pub mod error;

pub use error::*;

use std::path::PathBuf;

/// GridFlowのグローバル設定ディレクトリを取得（なければ作成）
pub fn get_config_dir() -> Result<PathBuf> {
    let config_dir = dirs::config_dir()
        .ok_or(ConfigError::ConfigDirNotFound)?
        .join("gridflow");

    if !config_dir.exists() {
        std::fs::create_dir_all(&config_dir)?;
    }

    Ok(config_dir)
}

/// プロジェクトのgridflow.kdlファイルを探す
///
/// 検索順序:
/// 1. 環境変数 GRIDFLOW_CONFIG_PATH (直接パス指定)
/// 2. カレントディレクトリ: gridflow.local.kdl → gridflow.kdl
/// 3. ~/.config/gridflow/gridflow.kdl (グローバル設定)
///
/// gridflow.local.kdl はコミットしないローカルオーバーライド用。
/// アカウントIDや証明書ARNなど環境ごとの値をここに置く想定。
pub fn find_grid_file() -> Result<PathBuf> {
    if let Ok(config_path) = std::env::var("GRIDFLOW_CONFIG_PATH") {
        let path = PathBuf::from(config_path);
        if path.exists() {
            return Ok(path);
        }
    }

    let current_dir = std::env::current_dir()?;
    for filename in ["gridflow.local.kdl", "gridflow.kdl"] {
        let path = current_dir.join(filename);
        if path.exists() {
            return Ok(path);
        }
    }

    if let Some(config_dir) = dirs::config_dir() {
        let global_config = config_dir.join("gridflow").join("gridflow.kdl");
        if global_config.exists() {
            return Ok(global_config);
        }
    }

    Err(ConfigError::GridFileNotFound)
}

#[cfg(test)]
mod tests {
    use super::*;
    use serial_test::serial;
    use std::fs;

    #[test]
    fn test_get_config_dir() {
        let config_dir = get_config_dir().unwrap();
        assert!(config_dir.ends_with("gridflow"));
        assert!(config_dir.exists());
    }

    #[test]
    #[serial]
    fn test_find_grid_file_in_current_dir() {
        let temp_dir = tempfile::tempdir().unwrap();
        let original_dir = std::env::current_dir().unwrap();

        fs::write(temp_dir.path().join("gridflow.kdl"), "// test").unwrap();
        std::env::set_current_dir(&temp_dir).unwrap();

        let found = find_grid_file().unwrap();
        assert!(found.ends_with("gridflow.kdl"));

        std::env::set_current_dir(original_dir).unwrap();
    }

    #[test]
    #[serial]
    fn test_local_override_takes_priority() {
        let temp_dir = tempfile::tempdir().unwrap();
        let original_dir = std::env::current_dir().unwrap();

        fs::write(temp_dir.path().join("gridflow.kdl"), "// shared").unwrap();
        fs::write(temp_dir.path().join("gridflow.local.kdl"), "// local").unwrap();
        std::env::set_current_dir(&temp_dir).unwrap();

        let found = find_grid_file().unwrap();
        assert!(found.ends_with("gridflow.local.kdl"));

        std::env::set_current_dir(original_dir).unwrap();
    }

    #[test]
    #[serial]
    fn test_env_var_overrides_search() {
        let temp_dir = tempfile::tempdir().unwrap();
        let config_path = temp_dir.path().join("custom.kdl");
        fs::write(&config_path, "// custom").unwrap();

        unsafe {
            std::env::set_var("GRIDFLOW_CONFIG_PATH", config_path.to_str().unwrap());
        }

        let found = find_grid_file().unwrap();
        assert_eq!(found, config_path);

        unsafe {
            std::env::remove_var("GRIDFLOW_CONFIG_PATH");
        }
    }

    #[test]
    #[serial]
    fn test_find_grid_file_not_found() {
        let temp_dir = tempfile::tempdir().unwrap();
        let original_dir = std::env::current_dir().unwrap();

        std::env::set_current_dir(&temp_dir).unwrap();

        let result = find_grid_file();
        assert!(matches!(result, Err(ConfigError::GridFileNotFound)));

        std::env::set_current_dir(original_dir).unwrap();
    }
}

Task ->
Scan the lines above, and whenever one holds the string "write", copy it.

Reply ->
        fs::write(temp_dir.path().join("gridflow.kdl"), "// test").unwrap();
        fs::write(temp_dir.path().join("gridflow.kdl"), "// shared").unwrap();
        fs::write(temp_dir.path().join("gridflow.local.kdl"), "// local").unwrap();
        fs::write(&config_path, "// custom").unwrap();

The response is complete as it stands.